Reading the records below, count the lines in which the string "selection" appears; write the number only.

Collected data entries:
== Segment start ==

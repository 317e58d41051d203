//! Input format parsers (ASC, exported JSON datasets)
//!
//! Each parser turns one source file into an ordered `TrialSet`. Format
//! selection by file extension lives in the session layer.

pub mod asc;
pub mod json;

pub use asc::AscParser;
pub use json::read_dataset;
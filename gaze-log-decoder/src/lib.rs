//! Gaze Log Decoder Library
//!
//! A stateless, reusable library for turning eye-tracker session logs (ASC
//! text dumps) into per-trial structured datasets enriched with derived
//! variables.
//!
//! # Architecture
//!
//! The pipeline has four stages:
//! - The ASC parser segments a line-oriented log into ordered trials using
//!   configured start/stop markers.
//! - The variable schema declares every known variable: raw ingested data or
//!   a computed field with a named transform and its requirement paths.
//! - The compute engine recursively resolves requirements and applies
//!   transforms to every trial, in place.
//! - The pruner trims copies of the computed trials down to a selection.
//!
//! The library does NOT:
//! - Implement the numeric content of transforms (callers register those)
//! - Render plots or any user interface
//! - Write export files (the application layer does)
//!
//! All higher-level functionality is in the application layer (gaze-log-cli).
//!
//! # Example Usage
//!
//! ```no_run
//! use gaze_log_decoder::{ParserConfig, Session, TransformRegistry};
//! use std::path::Path;
//!
//! // Create a session and load a recording
//! let mut session = Session::new();
//! let config = ParserConfig::new("TRIALID").add_user_event("StimOn");
//! session.load_data(Path::new("subject01.asc"), &config).unwrap();
//!
//! // Compute and prune a selection of variables
//! let registry = TransformRegistry::new();
//! let selection = vec!["time".to_string(), "gaze".to_string()];
//! session.compute(&registry, &selection).unwrap();
//! let pruned = session.prune(&selection).unwrap();
//!
//! println!("{} trials ready for export", pruned.len());
//! ```

// Public modules
pub mod config;
pub mod engine;
pub mod formats;
pub mod pruner;
pub mod schema;
pub mod session;
pub mod types;

// Re-export main types for convenience
pub use config::ParserConfig;
pub use engine::{ComputeEngine, TransformFn, TransformRegistry};
pub use schema::{LeafSpec, SchemaNode, TransformRef, VariableSchema};
pub use session::{Session, SessionStats};
pub use types::{
    DecoderError, Result, TransformError, Trial, TrialSet, Value, ValueMap,
};

/// Library version
pub const VERSION: &str = env!("CARGO_PKG_VERSION");
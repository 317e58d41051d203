//! Reload of exported JSON datasets
//!
//! A dataset exported as a structured document (a JSON array of trial
//! records) can be loaded back as raw data, so pipelines can resume from a
//! previous export instead of the original ASC dump. Numeric widening is
//! accepted: integer arrays reload as integer series, mixed arrays as float
//! series, and nulls as NaN samples.

use crate::types::{DecoderError, Result, TrialSet};
use std::fs::File;
use std::io::BufReader;
use std::path::Path;

/// Read a previously exported dataset document
pub fn read_dataset(path: &Path) -> Result<TrialSet> {
    log::info!("Reading dataset document: {:?}", path);

    if !path.is_file() {
        return Err(DecoderError::SourceNotFound(path.display().to_string()));
    }
    let file = File::open(path)?;
    let reader = BufReader::new(file);
    let trials: TrialSet = serde_json::from_reader(reader).map_err(|e| {
        DecoderError::DatasetParse(format!("{}: {}", path.display(), e))
    })?;

    log::info!("Loaded {} trials from {:?}", trials.len(), path);
    Ok(trials)
}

== Segment end ==

SOLUTION TO THE EXERCISE: 6